School of Life Science, Beijing Institute of Technology, Beijing 100081, China.
Bioorg Med Chem Lett. 2013 Mar 1;23(5):1387-93. doi: 10.1016/j.bmcl.2012.12.070. Epub 2013 Jan 4.
We report a series of new 9-oxime ether non-ketolides, including 3-hydroxyl, 3-O-acyl and 3-O-alkyl clarithromycin derivatives, and thiophene-containing ketolides 1b-1d. Unlike previously reported ketolide 1a, none of them is comparable to telithromycin. A molecular modeling study was performed to gain insight into the binding mode of alkylides 17-20 with bacterial rRNA and to rationalize the great disparity of their SAR. The 3-O-sidechains of 19 and 20 point to the so-called hydrophilic side of the macrolide ring, as seen in clarithromycin. In contrast, the 3-O-sidechains of 17 and 18 bend to the backside, the so-called hydrophobic side of the macrolide ring. The results clearly indicated the alkylides with improved antibacterial activity might possess a novel binding mode, which is different from clarithromycin and the alkylides with poor activity.

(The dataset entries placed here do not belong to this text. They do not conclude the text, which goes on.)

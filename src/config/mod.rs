//! Configuration for the expense tracker
//!
//! - data directory and ledger file resolution
//! - user settings persistence

pub mod paths;
pub mod settings;

pub use paths::{TrackerPaths, DATA_DIR_ENV};
pub use settings::Settings;
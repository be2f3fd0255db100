//! Profit and loss over a period

use crate::display::{format_money_colored, period_label, separator};
use crate::models::{Money, Month, Transaction, TransactionKind};

/// Income versus expenses for one month or all time
#[derive(Debug, Clone, PartialEq)]
pub struct ProfitLoss {
    pub month: Option<Month>,
    pub total_income: Money,
    pub total_expenses: Money,
    pub net_profit: Money,
    /// Net profit as a percentage of income; 0 when there is no income
    pub profit_margin: f64,
    pub is_profitable: bool,
}

impl ProfitLoss {
    pub fn calculate(transactions: &[Transaction], month: Option<Month>) -> Self {
        let mut total_income = Money::zero();
        let mut total_expenses = Money::zero();

        for txn in transactions.iter().filter(|t| t.in_month(month)) {
            match txn.kind {
                TransactionKind::Income => total_income += txn.amount,
                TransactionKind::Expense => total_expenses += txn.amount,
            }
        }

        let net_profit = total_income - total_expenses;
        let profit_margin = if total_income.is_positive() {
            net_profit.as_f64() / total_income.as_f64() * 100.0
        } else {
            0.0
        };

        Self {
            month,
            total_income,
            total_expenses,
            net_profit,
            profit_margin,
            is_profitable: net_profit.is_positive(),
        }
    }

    /// Format the analysis for terminal display
    pub fn format_terminal(&self, symbol: &str) -> String {
        let mut output = String::new();

        output.push_str(&format!(
            "Profit/Loss Analysis - {}\n",
            period_label(self.month)
        ));
        output.push_str(&separator(40));
        output.push('\n');
        output.push_str(&format!(
            "{:<18}{}\n",
            "Total Income:",
            self.total_income.format_with_symbol(symbol)
        ));
        output.push_str(&format!(
            "{:<18}{}\n",
            "Total Expenses:",
            self.total_expenses.format_with_symbol(symbol)
        ));
        output.push_str(&format!(
            "{:<18}{}\n",
            "Net Profit/Loss:",
            format_money_colored(self.net_profit, symbol)
        ));
        output.push_str(&format!("{:<18}{:.2}%\n", "Profit Margin:", self.profit_margin));
        output.push('\n');

        if self.is_profitable {
            output.push_str("PROFITABLE! Your finances are in good shape!\n");
        } else {
            output.push_str("RUNNING AT LOSS! Consider reducing expenses or increasing income.\n");
        }

        output
    }
}
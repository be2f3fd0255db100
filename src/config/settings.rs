//! User settings for the expense tracker
//!
//! Display preferences and the default log level. On first run the defaults
//! are written out so they can be edited; a file missing some keys fills
//! them from defaults.

use serde::{Deserialize, Serialize};

use super::paths::TrackerPaths;
use crate::error::TrackerError;
use crate::storage::write_json_atomic;

/// User settings
#[derive(Debug, Clone, PartialEq, Eq, Serialize, Deserialize)]
pub struct Settings {
    /// Schema version for migration support
    #[serde(default = "default_schema_version")]
    pub schema_version: u32,

    /// Currency symbol shown in front of amounts
    #[serde(default = "default_currency")]
    pub currency_symbol: String,

    /// How many transactions the dashboard lists
    #[serde(default = "default_recent_count")]
    pub recent_count: usize,

    /// Log level used when `RUST_LOG` is not set
    #[serde(default = "default_log_level")]
    pub log_level: String,
}

fn default_schema_version() -> u32 {
    1
}

fn default_currency() -> String {
    "$".to_string()
}

fn default_recent_count() -> usize {
    10
}

fn default_log_level() -> String {
    "warn".to_string()
}

impl Default for Settings {
    fn default() -> Self {
        Self {
            schema_version: default_schema_version(),
            currency_symbol: default_currency(),
            recent_count: default_recent_count(),
            log_level: default_log_level(),
        }
    }
}

impl Settings {
    /// Load settings from disk, writing the defaults if the file doesn't exist
    pub fn load_or_create(paths: &TrackerPaths) -> Result<Self, TrackerError> {
        let settings_path = paths.settings_file();

        if !settings_path.exists() {
            let settings = Settings::default();
            settings.save(paths)?;
            return Ok(settings);
        }

        let contents = std::fs::read_to_string(&settings_path)
            .map_err(|e| TrackerError::Io(format!("Failed to read settings file: {}", e)))?;

        serde_json::from_str(&contents)
            .map_err(|e| TrackerError::Config(format!("Failed to parse settings file: {}", e)))
    }

    /// Save settings to disk
    pub fn save(&self, paths: &TrackerPaths) -> Result<(), TrackerError> {
        paths.ensure_directories()?;
        write_json_atomic(paths.settings_file(), self)
    }
}
//! Budget limit checks
//!
//! A category alerts only when its spending is strictly above its limit.
//! Categories without a limit never alert.

use crate::display::{period_label, separator};
use crate::models::{BudgetLimits, Money, Month, Transaction};

use super::spending::category_spending;

/// A category whose spending went over its limit
#[derive(Debug, Clone, PartialEq, Eq)]
pub struct BudgetAlert {
    pub category: String,
    pub limit: Money,
    pub spent: Money,
    pub exceeded_by: Money,
}

/// Compare spending against every configured limit
///
/// Alerts come back in the order the limits were first set.
pub fn check_budget_alerts(
    transactions: &[Transaction],
    limits: &BudgetLimits,
    month: Option<Month>,
) -> Vec<BudgetAlert> {
    if limits.is_empty() {
        return Vec::new();
    }

    let spending = category_spending(transactions, month);

    limits
        .iter()
        .filter_map(|(category, limit)| {
            let spent = spending.get(category).copied().unwrap_or_default();
            (spent > limit).then(|| BudgetAlert {
                category: category.to_string(),
                limit,
                spent,
                exceeded_by: spent - limit,
            })
        })
        .collect()
}

/// Format alerts for terminal display
pub fn format_budget_alerts(alerts: &[BudgetAlert], month: Option<Month>, symbol: &str) -> String {
    let mut output = String::new();

    output.push_str(&format!("Budget Alerts - {}\n", period_label(month)));
    output.push_str(&separator(40));
    output.push('\n');

    if alerts.is_empty() {
        output.push_str("All budgets are within limits!\n");
        return output;
    }

    for alert in alerts {
        output.push_str(&format!("BUDGET EXCEEDED: {}\n", alert.category));
        output.push_str(&format!(
            "   Limit:       {}\n",
            alert.limit.format_with_symbol(symbol)
        ));
        output.push_str(&format!(
            "   Spent:       {}\n",
            alert.spent.format_with_symbol(symbol)
        ));
        output.push_str(&format!(
            "   Exceeded by: {}\n\n",
            alert.exceeded_by.format_with_symbol(symbol)
        ));
    }

    output
}

/// Format configured limits alongside current spending
pub fn format_budget_limits(
    transactions: &[Transaction],
    limits: &BudgetLimits,
    month: Option<Month>,
    symbol: &str,
) -> String {
    if limits.is_empty() {
        return "No budget limits set.\n".to_string();
    }

    let spending = category_spending(transactions, month);
    let mut output = String::new();

    output.push_str(&format!("Budget Limits - {}\n", period_label(month)));
    output.push_str(&format!(
        "{:<20} {:>12} {:>12} {:>12}\n",
        "Category", "Limit", "Spent", "Remaining"
    ));
    output.push_str(&separator(59));
    output.push('\n');

    for (category, limit) in limits.iter() {
        let spent = spending.get(category).copied().unwrap_or_default();
        let remaining = limit - spent;
        let marker = if spent > limit { " !" } else { "" };
        output.push_str(&format!(
            "{:<20} {:>12} {:>12} {:>12}{}\n",
            category,
            limit.format_with_symbol(symbol),
            spent.format_with_symbol(symbol),
            remaining.format_with_symbol(symbol),
            marker
        ));
    }

    output
}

我们报告了一系列新的 9-肟醚非酮内酯,包括 3-羟基、3-O-酰基和 3-O-烷基克拉霉素衍生物,以及含噻吩的酮内酯 1b-1d。与之前报道的酮内酯 1a 不同,它们都不如泰利霉素。进行了分子建模研究,以深入了解烷基化物 17-20 与细菌 rRNA 的结合模式,并合理解释它们 SAR 的巨大差异。19 和 20 的 3-O-侧链指向所谓的克拉霉素中环的亲水侧。相比之下,17 和 18 的 3-O-侧链弯曲到背面,即大环内酯环的所谓疏水侧。结果清楚地表明,具有改善的抗菌活性的烷基化物可能具有不同于克拉霉素和活性差的烷基化物的新型结合模式。